__Action item__
Every entry here should be copied exactly.

Stored data entries
# # # #

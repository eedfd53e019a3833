//! The control plane facade used by the HTTP layer.

use std::sync::{Arc, Mutex};

use serde::Serialize;

use crate::clock::SharedClock;
use crate::config::ServiceConfig;
use crate::document::{DocumentStatus, UiConfigDocument};
use crate::error::{ControlPlaneError, ControlPlaneResult};
use crate::preview::{PreviewSession, PreviewSessionManager};
use crate::publish::{EnvironmentPointer, PublishManager};
use crate::store::{ConfigStore, Snapshot, SnapshotFile};

/// Counts reported by the admin status endpoint.
#[derive(Debug, Clone, Serialize)]
pub struct ServiceStatus {
    pub version: &'static str,
    pub status: &'static str,
    pub documents: usize,
    pub environments: usize,
    pub preview_sessions: usize,
    pub snapshot_path: Option<String>,
}

/// Composes the store, preview sessions and the publish authority.
///
/// Reads go straight to the components. Mutations that change persisted
/// state are followed by one snapshot write when a snapshot file is
/// configured.
#[derive(Debug)]
pub struct ConfigService {
    store: Arc<ConfigStore>,
    previews: Arc<PreviewSessionManager>,
    publisher: Arc<PublishManager>,
    snapshot: Option<SnapshotFile>,
    save_lock: Mutex<()>,
}

impl ConfigService {
    pub fn new(config: &ServiceConfig, clock: SharedClock) -> Self {
        let store = Arc::new(ConfigStore::new(clock.clone()));
        let previews = Arc::new(PreviewSessionManager::new(
            store.clone(),
            clock.clone(),
            config.preview.clone(),
        ));
        let publisher = Arc::new(PublishManager::new(
            store.clone(),
            clock,
            config.environments.clone(),
        ));
        let snapshot = config.storage.snapshot_path.as_ref().map(SnapshotFile::new);

        Self {
            store,
            previews,
            publisher,
            snapshot,
            save_lock: Mutex::new(()),
        }
    }

    /// Defaults, no snapshot file.
    pub fn in_memory(clock: SharedClock) -> Self {
        Self::new(&ServiceConfig::default(), clock)
    }

    pub fn store(&self) -> &Arc<ConfigStore> {
        &self.store
    }

    pub fn previews(&self) -> &Arc<PreviewSessionManager> {
        &self.previews
    }

    pub fn publisher(&self) -> &Arc<PublishManager> {
        &self.publisher
    }

    /// Push hot-reloadable settings into the components.
    pub fn apply_config(&self, config: &ServiceConfig) {
        self.previews.apply_settings(config.preview.clone());
        self.publisher.apply_environments(config.environments.clone());
    }

    /// The document `environment` currently serves.
    pub fn get_current(&self, environment: &str) -> ControlPlaneResult<UiConfigDocument> {
        let pointer = self.publisher.current(environment)?;
        match self.store.get(&pointer.version) {
            // Superseded and purged between the two reads; the pointer has
            // moved on by now.
            Err(ControlPlaneError::NotFound { .. }) => {
                let latest = self.publisher.current(environment)?;
                self.store.get(&latest.version)
            }
            other => other,
        }
    }

    /// The document behind a preview code, reported with status `preview`.
    /// The stored document keeps its own status.
    pub fn get_preview(&self, code: &str) -> ControlPlaneResult<UiConfigDocument> {
        let doc = self.previews.resolve(code)?;
        Ok(doc.with_status(DocumentStatus::Preview))
    }

    pub fn create(&self, doc: UiConfigDocument) -> ControlPlaneResult<UiConfigDocument> {
        self.persist_after(self.store.create(doc))
    }

    pub fn update_draft(&self, doc: UiConfigDocument) -> ControlPlaneResult<UiConfigDocument> {
        self.persist_after(self.store.update_draft(doc))
    }

    pub fn update_status(
        &self,
        version: &str,
        to: DocumentStatus,
    ) -> ControlPlaneResult<UiConfigDocument> {
        self.persist_after(self.store.update_status(version, to))
    }

    pub fn fork(
        &self,
        source: &str,
        new_version: &str,
        author: Option<String>,
    ) -> ControlPlaneResult<UiConfigDocument> {
        self.persist_after(self.store.fork(source, new_version, author))
    }

    pub fn purge(&self, version: &str) -> ControlPlaneResult<UiConfigDocument> {
        self.persist_after(self.store.purge(version))
    }

    pub fn issue_preview(
        &self,
        version: &str,
        ttl_secs: Option<u64>,
    ) -> ControlPlaneResult<PreviewSession> {
        self.previews.issue(version, ttl_secs)
    }

    pub fn publish(
        &self,
        version: &str,
        environment: &str,
        activated_by: &str,
    ) -> ControlPlaneResult<EnvironmentPointer> {
        self.persist_after(self.publisher.publish(version, environment, activated_by))
    }

    pub fn rollback(
        &self,
        environment: &str,
        target: Option<&str>,
        activated_by: &str,
    ) -> ControlPlaneResult<EnvironmentPointer> {
        self.persist_after(self.publisher.rollback(environment, target, activated_by))
    }

    pub fn status(&self) -> ServiceStatus {
        ServiceStatus {
            version: env!("CARGO_PKG_VERSION"),
            status: "operational",
            documents: self.store.len(),
            environments: self.publisher.environments().len(),
            preview_sessions: self.previews.sessions().len(),
            snapshot_path: self
                .snapshot
                .as_ref()
                .map(|s| s.path().display().to_string()),
        }
    }

    /// Current state as one serializable value.
    pub fn snapshot(&self) -> Snapshot {
        let (pointers, history) = self.publisher.export();
        Snapshot {
            documents: self.store.export(),
            pointers,
            history,
        }
    }

    /// Replace all documents, pointers and history.
    pub fn restore(&self, snapshot: Snapshot) {
        self.store.restore(snapshot.documents);
        self.publisher.restore(snapshot.pointers, snapshot.history);
    }

    /// Load the configured snapshot file, if any. Returns whether state was
    /// restored.
    pub fn load_snapshot(&self) -> ControlPlaneResult<bool> {
        let Some(file) = &self.snapshot else {
            return Ok(false);
        };
        match file.load()? {
            Some(snapshot) => {
                self.restore(snapshot);
                Ok(true)
            }
            None => {
                tracing::info!(path = %file.path().display(), "No snapshot yet, starting empty");
                Ok(false)
            }
        }
    }

    /// Write the snapshot file. A no-op without one configured.
    pub fn persist(&self) -> ControlPlaneResult<()> {
        let Some(file) = &self.snapshot else {
            return Ok(());
        };
        let _guard = self
            .save_lock
            .lock()
            .unwrap_or_else(|poisoned| poisoned.into_inner());
        file.save(&self.snapshot())
    }

    fn persist_after<T>(&self, result: ControlPlaneResult<T>) -> ControlPlaneResult<T> {
        if result.is_ok() {
            // The in-memory change is committed either way; a failed write
            // is retried by the next mutation or at shutdown.
            if let Err(e) = self.persist() {
                tracing::error!(error = %e, "Failed to write snapshot");
            }
        }
        result
    }
}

# # # #

__Your response__
repository eedfd53e019a3833
//! The control plane facade used by the HTTP layer.

use std::sync::{Arc, Mutex};

use serde::Serialize;

use crate::clock::SharedClock;
use crate::config::ServiceConfig;
use crate::document::{DocumentStatus, UiConfigDocument};
use crate::error::{ControlPlaneError, ControlPlaneResult};
use crate::preview::{PreviewSession, PreviewSessionManager};
use crate::publish::{EnvironmentPointer, PublishManager};
use crate::store::{ConfigStore, Snapshot, SnapshotFile};

/// Counts reported by the admin status endpoint.
#[derive(Debug, Clone, Serialize)]
pub struct ServiceStatus {
    pub version: &'static str,
    pub status: &'static str,
    pub documents: usize,
    pub environments: usize,
    pub preview_sessions: usize,
    pub snapshot_path: Option<String>,
}

/// Composes the store, preview sessions and the publish authority.
///
/// Reads go straight to the components. Mutations that change persisted
/// state are followed by one snapshot write when a snapshot file is
/// configured.
#[derive(Debug)]
pub struct ConfigService {
    store: Arc<ConfigStore>,
    previews: Arc<PreviewSessionManager>,
    publisher: Arc<PublishManager>,
    snapshot: Option<SnapshotFile>,
    save_lock: Mutex<()>,
}

impl ConfigService {
    pub fn new(config: &ServiceConfig, clock: SharedClock) -> Self {
        let store = Arc::new(ConfigStore::new(clock.clone()));
        let previews = Arc::new(PreviewSessionManager::new(
            store.clone(),
            clock.clone(),
            config.preview.clone(),
        ));
        let publisher = Arc::new(PublishManager::new(
            store.clone(),
            clock,
            config.environments.clone(),
        ));
        let snapshot = config.storage.snapshot_path.as_ref().map(SnapshotFile::new);

        Self {
            store,
            previews,
            publisher,
            snapshot,
            save_lock: Mutex::new(()),
        }
    }

    /// Defaults, no snapshot file.
    pub fn in_memory(clock: SharedClock) -> Self {
        Self::new(&ServiceConfig::default(), clock)
    }

    pub fn store(&self) -> &Arc<ConfigStore> {
        &self.store
    }

    pub fn previews(&self) -> &Arc<PreviewSessionManager> {
        &self.previews
    }

    pub fn publisher(&self) -> &Arc<PublishManager> {
        &self.publisher
    }

    /// Push hot-reloadable settings into the components.
    pub fn apply_config(&self, config: &ServiceConfig) {
        self.previews.apply_settings(config.preview.clone());
        self.publisher.apply_environments(config.environments.clone());
    }

    /// The document `environment` currently serves.
    pub fn get_current(&self, environment: &str) -> ControlPlaneResult<UiConfigDocument> {
        let pointer = self.publisher.current(environment)?;
        match self.store.get(&pointer.version) {
            // Superseded and purged between the two reads; the pointer has
            // moved on by now.
            Err(ControlPlaneError::NotFound { .. }) => {
                let latest = self.publisher.current(environment)?;
                self.store.get(&latest.version)
            }
            other => other,
        }
    }

    /// The document behind a preview code, reported with status `preview`.
    /// The stored document keeps its own status.
    pub fn get_preview(&self, code: &str) -> ControlPlaneResult<UiConfigDocument> {
        let doc = self.previews.resolve(code)?;
        Ok(doc.with_status(DocumentStatus::Preview))
    }

    pub fn create(&self, doc: UiConfigDocument) -> ControlPlaneResult<UiConfigDocument> {
        self.persist_after(self.store.create(doc))
    }

    pub fn update_draft(&self, doc: UiConfigDocument) -> ControlPlaneResult<UiConfigDocument> {
        self.persist_after(self.store.update_draft(doc))
    }

    pub fn update_status(
        &self,
        version: &str,
        to: DocumentStatus,
    ) -> ControlPlaneResult<UiConfigDocument> {
        self.persist_after(self.store.update_status(version, to))
    }

    pub fn fork(
        &self,
        source: &str,
        new_version: &str,
        author: Option<String>,
    ) -> ControlPlaneResult<UiConfigDocument> {
        self.persist_after(self.store.fork(source, new_version, author))
    }

    pub fn purge(&self, version: &str) -> ControlPlaneResult<UiConfigDocument> {
        self.persist_after(self.store.purge(version))
    }

    pub fn issue_preview(
        &self,
        version: &str,
        ttl_secs: Option<u64>,
    ) -> ControlPlaneResult<PreviewSession> {
        self.previews.issue(version, ttl_secs)
    }

    pub fn publish(
        &self,
        version: &str,
        environment: &str,
        activated_by: &str,
    ) -> ControlPlaneResult<EnvironmentPointer> {
        self.persist_after(self.publisher.publish(version, environment, activated_by))
    }

    pub fn rollback(
        &self,
        environment: &str,
        target: Option<&str>,
        activated_by: &str,
    ) -> ControlPlaneResult<EnvironmentPointer> {
        self.persist_after(self.publisher.rollback(environment, target, activated_by))
    }

    pub fn status(&self) -> ServiceStatus {
        ServiceStatus {
            version: env!("CARGO_PKG_VERSION"),
            status: "operational",
            documents: self.store.len(),
            environments: self.publisher.environments().len(),
            preview_sessions: self.previews.sessions().len(),
            snapshot_path: self
                .snapshot
                .as_ref()
                .map(|s| s.path().display().to_string()),
        }
    }

    /// Current state as one serializable value.
    pub fn snapshot(&self) -> Snapshot {
        let (pointers, history) = self.publisher.export();
        Snapshot {
            documents: self.store.export(),
            pointers,
            history,
        }
    }

    /// Replace all documents, pointers and history.
    pub fn restore(&self, snapshot: Snapshot) {
        self.store.restore(snapshot.documents);
        self.publisher.restore(snapshot.pointers, snapshot.history);
    }

    /// Load the configured snapshot file, if any. Returns whether state was
    /// restored.
    pub fn load_snapshot(&self) -> ControlPlaneResult<bool> {
        let Some(file) = &self.snapshot else {
            return Ok(false);
        };
        match file.load()? {
            Some(snapshot) => {
                self.restore(snapshot);
                Ok(true)
            }
            None => {
                tracing::info!(path = %file.path().display(), "No snapshot yet, starting empty");
                Ok(false)
            }
        }
    }

    /// Write the snapshot file. A no-op without one configured.
    pub fn persist(&self) -> ControlPlaneResult<()> {
        let Some(file) = &self.snapshot else {
            return Ok(());
        };
        let _guard = self
            .save_lock
            .lock()
            .unwrap_or_else(|poisoned| poisoned.into_inner());
        file.save(&self.snapshot())
    }

    fn persist_after<T>(&self, result: ControlPlaneResult<T>) -> ControlPlaneResult<T> {
        if result.is_ok() {
            // The in-memory change is committed either way; a failed write
            // is retried by the next mutation or at shutdown.
            if let Err(e) = self.persist() {
                tracing::error!(error = %e, "Failed to write snapshot");
            }
        }
        result
    }
}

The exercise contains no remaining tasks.